= Task goal =
The answer must restate every entry exactly as it appears.

= Records for processing =

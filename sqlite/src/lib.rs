//! SQLite runtime for compiled sqlforge artifacts.
//!
//! This crate executes the statements compiled by `sqlforge-core` and
//! persisted by `sqlforge-db`. Every operation acquires its own scoped
//! connection, performs one logical unit of work, and releases it.
//!
//! # Architecture
//!
//! - **`connection`**: scoped connections with the foreign-key pragma set
//! - **`runner`**: artifact execution with column-oriented reads and
//!   all-or-nothing DDL batches
//! - **`backup`**: backup, archive and restore with an optional log table
//! - **`migration`**: compile/up/down/status/refresh over a catalog
//! - **`convert`**: value binding and the column-oriented result type
//!
//! # Quick start
//!
//! ```no_run
//! use sqlforge_core::{ColumnValue, PrimaryKey, TableDeclaration};
//! use sqlforge_db::{ArtifactStore, DeclarationCatalog};
//! use sqlforge_sqlite::{Connector, Migration, StatementRunner};
//!
//! let catalog = DeclarationCatalog::from_declarations(vec![
//!     TableDeclaration::new("WIDGET")
//!         .column("id", "")
//!         .column("label", "")
//!         .column("active", true)
//!         .primary_key(PrimaryKey::new("id")),
//! ])
//! .unwrap();
//! let runner = StatementRunner::new(
//!     Connector::new("data/main.db"),
//!     ArtifactStore::new("artifacts/ddl", "artifacts/dml"),
//! );
//! let migration = Migration::new(catalog, runner.clone(), "artifacts/manifest.json");
//! migration.compile().unwrap();
//! migration.up().unwrap();
//!
//! runner
//!     .run_insert("WIDGET", &["w1".into(), "Button".into(), false.into()])
//!     .unwrap();
//! let widget = runner.run_select_by_key("WIDGET", &ColumnValue::text("w1")).unwrap();
//! assert_eq!(widget.row_count(), 1);
//! ```

mod backup;
mod connection;
mod convert;
mod error;
mod migration;
mod runner;

pub use backup::{
    BackupCoordinator, BackupOperation, BackupOutcome, BackupRecord, backup_log_declaration,
};
pub use connection::{Connector, ScopedConnection, table_exists};
pub use convert::{ColumnarResult, to_sql_value, value_to_json};
pub use error::{Result, SqliteError};
pub use migration::{CompileReport, Migration, MigrationStatus, TableStatus};
pub use runner::{BatchReport, StatementRunner};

= Answer to the problem =
filename sqlite/src/lib.rs
//! SQLite runtime for compiled sqlforge artifacts.
//!
//! This crate executes the statements compiled by `sqlforge-core` and
//! persisted by `sqlforge-db`. Every operation acquires its own scoped
//! connection, performs one logical unit of work, and releases it.
//!
//! # Architecture
//!
//! - **`connection`**: scoped connections with the foreign-key pragma set
//! - **`runner`**: artifact execution with column-oriented reads and
//!   all-or-nothing DDL batches
//! - **`backup`**: backup, archive and restore with an optional log table
//! - **`migration`**: compile/up/down/status/refresh over a catalog
//! - **`convert`**: value binding and the column-oriented result type
//!
//! # Quick start
//!
//! ```no_run
//! use sqlforge_core::{ColumnValue, PrimaryKey, TableDeclaration};
//! use sqlforge_db::{ArtifactStore, DeclarationCatalog};
//! use sqlforge_sqlite::{Connector, Migration, StatementRunner};
//!
//! let catalog = DeclarationCatalog::from_declarations(vec![
//!     TableDeclaration::new("WIDGET")
//!         .column("id", "")
//!         .column("label", "")
//!         .column("active", true)
//!         .primary_key(PrimaryKey::new("id")),
//! ])
//! .unwrap();
//! let runner = StatementRunner::new(
//!     Connector::new("data/main.db"),
//!     ArtifactStore::new("artifacts/ddl", "artifacts/dml"),
//! );
//! let migration = Migration::new(catalog, runner.clone(), "artifacts/manifest.json");
//! migration.compile().unwrap();
//! migration.up().unwrap();
//!
//! runner
//!     .run_insert("WIDGET", &["w1".into(), "Button".into(), false.into()])
//!     .unwrap();
//! let widget = runner.run_select_by_key("WIDGET", &ColumnValue::text("w1")).unwrap();
//! assert_eq!(widget.row_count(), 1);
//! ```

mod backup;
mod connection;
mod convert;
mod error;
mod migration;
mod runner;

pub use backup::{
    BackupCoordinator, BackupOperation, BackupOutcome, BackupRecord, backup_log_declaration,
};
pub use connection::{Connector, ScopedConnection, table_exists};
pub use convert::{ColumnarResult, to_sql_value, value_to_json};
pub use error::{Result, SqliteError};
pub use migration::{CompileReport, Migration, MigrationStatus, TableStatus};
pub use runner::{BatchReport, StatementRunner};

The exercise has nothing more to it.